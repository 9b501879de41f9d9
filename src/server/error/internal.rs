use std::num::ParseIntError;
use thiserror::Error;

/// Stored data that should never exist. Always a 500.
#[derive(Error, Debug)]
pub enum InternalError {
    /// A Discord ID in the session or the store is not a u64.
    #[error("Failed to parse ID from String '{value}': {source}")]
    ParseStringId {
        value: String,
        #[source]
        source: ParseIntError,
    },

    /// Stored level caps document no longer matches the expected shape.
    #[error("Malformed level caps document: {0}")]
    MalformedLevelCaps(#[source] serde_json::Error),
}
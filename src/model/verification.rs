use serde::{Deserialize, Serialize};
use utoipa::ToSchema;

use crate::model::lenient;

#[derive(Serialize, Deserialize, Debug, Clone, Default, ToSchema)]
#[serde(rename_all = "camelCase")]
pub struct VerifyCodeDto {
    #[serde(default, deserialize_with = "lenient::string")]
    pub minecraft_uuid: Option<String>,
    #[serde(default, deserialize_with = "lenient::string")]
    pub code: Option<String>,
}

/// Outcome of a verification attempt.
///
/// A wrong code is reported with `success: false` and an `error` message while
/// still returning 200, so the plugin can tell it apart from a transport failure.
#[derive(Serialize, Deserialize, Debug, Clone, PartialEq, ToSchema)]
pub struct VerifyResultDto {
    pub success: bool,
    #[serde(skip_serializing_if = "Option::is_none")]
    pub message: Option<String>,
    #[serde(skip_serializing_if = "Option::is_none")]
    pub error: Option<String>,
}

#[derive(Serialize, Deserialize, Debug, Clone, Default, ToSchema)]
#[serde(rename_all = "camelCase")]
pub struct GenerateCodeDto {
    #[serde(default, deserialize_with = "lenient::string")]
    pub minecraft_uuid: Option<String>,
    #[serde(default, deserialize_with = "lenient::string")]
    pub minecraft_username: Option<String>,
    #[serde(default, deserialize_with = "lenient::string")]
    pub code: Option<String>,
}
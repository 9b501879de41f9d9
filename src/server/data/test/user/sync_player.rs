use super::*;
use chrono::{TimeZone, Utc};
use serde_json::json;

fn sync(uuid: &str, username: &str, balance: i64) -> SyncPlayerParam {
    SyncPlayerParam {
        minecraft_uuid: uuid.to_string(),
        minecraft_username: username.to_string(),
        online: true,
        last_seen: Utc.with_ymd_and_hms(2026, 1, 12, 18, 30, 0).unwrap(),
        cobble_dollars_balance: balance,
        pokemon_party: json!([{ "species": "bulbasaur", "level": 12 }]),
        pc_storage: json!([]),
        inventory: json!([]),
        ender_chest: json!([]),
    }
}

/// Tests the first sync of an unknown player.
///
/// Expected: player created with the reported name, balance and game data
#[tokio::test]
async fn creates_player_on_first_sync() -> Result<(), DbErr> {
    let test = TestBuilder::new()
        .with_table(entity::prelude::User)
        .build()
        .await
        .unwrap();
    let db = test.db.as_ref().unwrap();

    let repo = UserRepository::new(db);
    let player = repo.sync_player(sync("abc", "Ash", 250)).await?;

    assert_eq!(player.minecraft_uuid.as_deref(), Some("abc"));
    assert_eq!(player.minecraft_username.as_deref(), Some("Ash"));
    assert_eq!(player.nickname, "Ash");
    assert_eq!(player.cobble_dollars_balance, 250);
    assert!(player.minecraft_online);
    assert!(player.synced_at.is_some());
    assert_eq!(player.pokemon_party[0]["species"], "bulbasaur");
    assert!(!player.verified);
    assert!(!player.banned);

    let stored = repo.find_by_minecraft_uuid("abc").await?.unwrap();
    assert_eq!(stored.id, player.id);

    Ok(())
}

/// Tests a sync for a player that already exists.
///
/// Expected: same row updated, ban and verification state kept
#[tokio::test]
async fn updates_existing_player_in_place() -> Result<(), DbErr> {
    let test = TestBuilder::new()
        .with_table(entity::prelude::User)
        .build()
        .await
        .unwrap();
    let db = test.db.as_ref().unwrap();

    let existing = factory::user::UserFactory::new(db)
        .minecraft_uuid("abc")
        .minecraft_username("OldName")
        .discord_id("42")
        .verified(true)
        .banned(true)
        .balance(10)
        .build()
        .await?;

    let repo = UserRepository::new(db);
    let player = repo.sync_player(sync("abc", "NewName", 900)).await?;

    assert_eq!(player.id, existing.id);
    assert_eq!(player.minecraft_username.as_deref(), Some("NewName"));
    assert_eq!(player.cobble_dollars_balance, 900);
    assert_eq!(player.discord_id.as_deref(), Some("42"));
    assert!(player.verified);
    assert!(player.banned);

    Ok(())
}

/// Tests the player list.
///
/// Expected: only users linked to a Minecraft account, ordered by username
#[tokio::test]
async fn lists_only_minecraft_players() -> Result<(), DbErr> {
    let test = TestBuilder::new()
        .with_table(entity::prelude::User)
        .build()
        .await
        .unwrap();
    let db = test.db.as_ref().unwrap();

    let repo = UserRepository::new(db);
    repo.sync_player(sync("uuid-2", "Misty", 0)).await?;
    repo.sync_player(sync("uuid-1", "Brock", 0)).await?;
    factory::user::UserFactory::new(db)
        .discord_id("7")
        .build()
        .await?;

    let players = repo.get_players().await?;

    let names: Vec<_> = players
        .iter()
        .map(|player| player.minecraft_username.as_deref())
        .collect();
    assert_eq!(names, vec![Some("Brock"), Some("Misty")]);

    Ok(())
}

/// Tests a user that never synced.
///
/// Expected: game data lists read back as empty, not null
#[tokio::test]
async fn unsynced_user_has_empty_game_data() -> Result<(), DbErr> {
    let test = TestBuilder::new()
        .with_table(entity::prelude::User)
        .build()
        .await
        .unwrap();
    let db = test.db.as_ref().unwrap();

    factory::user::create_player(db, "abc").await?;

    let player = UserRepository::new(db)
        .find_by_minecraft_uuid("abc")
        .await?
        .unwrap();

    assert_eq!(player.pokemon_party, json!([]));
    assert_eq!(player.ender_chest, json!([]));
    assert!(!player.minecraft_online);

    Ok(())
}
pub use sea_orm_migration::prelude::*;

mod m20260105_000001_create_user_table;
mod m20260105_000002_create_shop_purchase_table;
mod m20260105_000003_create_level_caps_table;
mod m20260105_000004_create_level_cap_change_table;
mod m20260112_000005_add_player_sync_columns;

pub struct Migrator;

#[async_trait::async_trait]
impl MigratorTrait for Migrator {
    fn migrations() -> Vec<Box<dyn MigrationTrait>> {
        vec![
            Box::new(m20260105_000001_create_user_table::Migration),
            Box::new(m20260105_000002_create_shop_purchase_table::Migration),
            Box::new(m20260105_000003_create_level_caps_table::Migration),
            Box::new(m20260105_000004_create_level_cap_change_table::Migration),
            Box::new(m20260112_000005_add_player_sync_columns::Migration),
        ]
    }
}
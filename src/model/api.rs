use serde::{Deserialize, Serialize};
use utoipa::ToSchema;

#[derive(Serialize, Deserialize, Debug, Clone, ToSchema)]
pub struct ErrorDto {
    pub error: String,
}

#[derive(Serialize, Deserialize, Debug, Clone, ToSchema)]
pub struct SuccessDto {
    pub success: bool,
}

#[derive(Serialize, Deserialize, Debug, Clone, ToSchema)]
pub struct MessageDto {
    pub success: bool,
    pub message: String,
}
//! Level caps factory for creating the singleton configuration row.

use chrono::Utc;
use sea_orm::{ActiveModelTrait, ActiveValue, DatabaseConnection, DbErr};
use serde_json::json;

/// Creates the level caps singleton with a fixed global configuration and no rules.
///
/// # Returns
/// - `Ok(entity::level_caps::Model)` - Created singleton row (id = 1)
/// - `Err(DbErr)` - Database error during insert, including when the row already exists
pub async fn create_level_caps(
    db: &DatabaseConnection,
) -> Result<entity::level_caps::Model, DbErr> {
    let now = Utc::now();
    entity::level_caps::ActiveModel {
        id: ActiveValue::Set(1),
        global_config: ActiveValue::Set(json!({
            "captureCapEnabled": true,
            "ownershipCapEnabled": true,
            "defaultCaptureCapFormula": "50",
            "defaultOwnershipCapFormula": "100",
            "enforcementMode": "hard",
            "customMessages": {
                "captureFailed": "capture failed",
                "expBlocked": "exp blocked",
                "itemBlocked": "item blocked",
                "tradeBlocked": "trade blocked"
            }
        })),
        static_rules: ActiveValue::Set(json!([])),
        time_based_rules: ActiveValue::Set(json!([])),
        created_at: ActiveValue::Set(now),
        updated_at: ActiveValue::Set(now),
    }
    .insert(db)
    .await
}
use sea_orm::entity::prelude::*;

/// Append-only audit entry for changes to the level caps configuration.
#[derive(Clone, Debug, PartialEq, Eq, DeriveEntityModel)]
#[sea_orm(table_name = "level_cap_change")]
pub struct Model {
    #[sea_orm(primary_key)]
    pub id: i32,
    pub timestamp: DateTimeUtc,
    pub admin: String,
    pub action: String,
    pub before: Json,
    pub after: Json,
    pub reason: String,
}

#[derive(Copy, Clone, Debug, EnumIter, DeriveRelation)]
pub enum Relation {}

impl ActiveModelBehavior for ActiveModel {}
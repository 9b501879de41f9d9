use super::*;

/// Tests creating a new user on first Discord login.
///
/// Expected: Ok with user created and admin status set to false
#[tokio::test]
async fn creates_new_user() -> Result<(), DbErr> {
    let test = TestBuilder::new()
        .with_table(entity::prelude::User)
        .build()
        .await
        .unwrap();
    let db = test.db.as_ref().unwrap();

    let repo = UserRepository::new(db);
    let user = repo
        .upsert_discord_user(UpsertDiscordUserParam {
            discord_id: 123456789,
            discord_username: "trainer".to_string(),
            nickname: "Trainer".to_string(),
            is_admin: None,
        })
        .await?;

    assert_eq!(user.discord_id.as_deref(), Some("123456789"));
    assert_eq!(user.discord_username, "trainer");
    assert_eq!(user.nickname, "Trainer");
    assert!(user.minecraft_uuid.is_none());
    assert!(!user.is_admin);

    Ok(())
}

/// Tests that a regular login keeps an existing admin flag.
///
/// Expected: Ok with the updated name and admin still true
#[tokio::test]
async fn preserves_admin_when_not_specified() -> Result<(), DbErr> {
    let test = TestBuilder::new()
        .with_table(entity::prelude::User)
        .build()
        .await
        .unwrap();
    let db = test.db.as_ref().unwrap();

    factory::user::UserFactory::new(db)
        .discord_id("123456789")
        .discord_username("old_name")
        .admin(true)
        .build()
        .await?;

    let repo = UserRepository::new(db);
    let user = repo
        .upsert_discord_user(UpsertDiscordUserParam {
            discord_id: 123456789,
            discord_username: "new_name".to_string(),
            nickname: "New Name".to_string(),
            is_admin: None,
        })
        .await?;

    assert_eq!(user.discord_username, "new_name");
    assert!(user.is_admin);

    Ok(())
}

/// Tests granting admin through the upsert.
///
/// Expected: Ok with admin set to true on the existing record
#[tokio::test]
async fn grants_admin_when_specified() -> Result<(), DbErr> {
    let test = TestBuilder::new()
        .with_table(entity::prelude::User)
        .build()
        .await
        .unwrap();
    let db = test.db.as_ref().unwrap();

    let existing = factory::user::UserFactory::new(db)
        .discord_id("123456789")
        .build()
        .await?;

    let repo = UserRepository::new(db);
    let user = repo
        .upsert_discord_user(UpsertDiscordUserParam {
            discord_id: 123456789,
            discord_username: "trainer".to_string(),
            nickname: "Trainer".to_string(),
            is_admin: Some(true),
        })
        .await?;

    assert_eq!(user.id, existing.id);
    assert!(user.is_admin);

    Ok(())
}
..........
*Work item:* Across the data, find each line that has "Misty" in it and copy that line.

*Result of the task:*
    repo.sync_player(sync("uuid-2", "Misty", 0)).await?;
    assert_eq!(names, vec![Some("Brock"), Some("Misty")]);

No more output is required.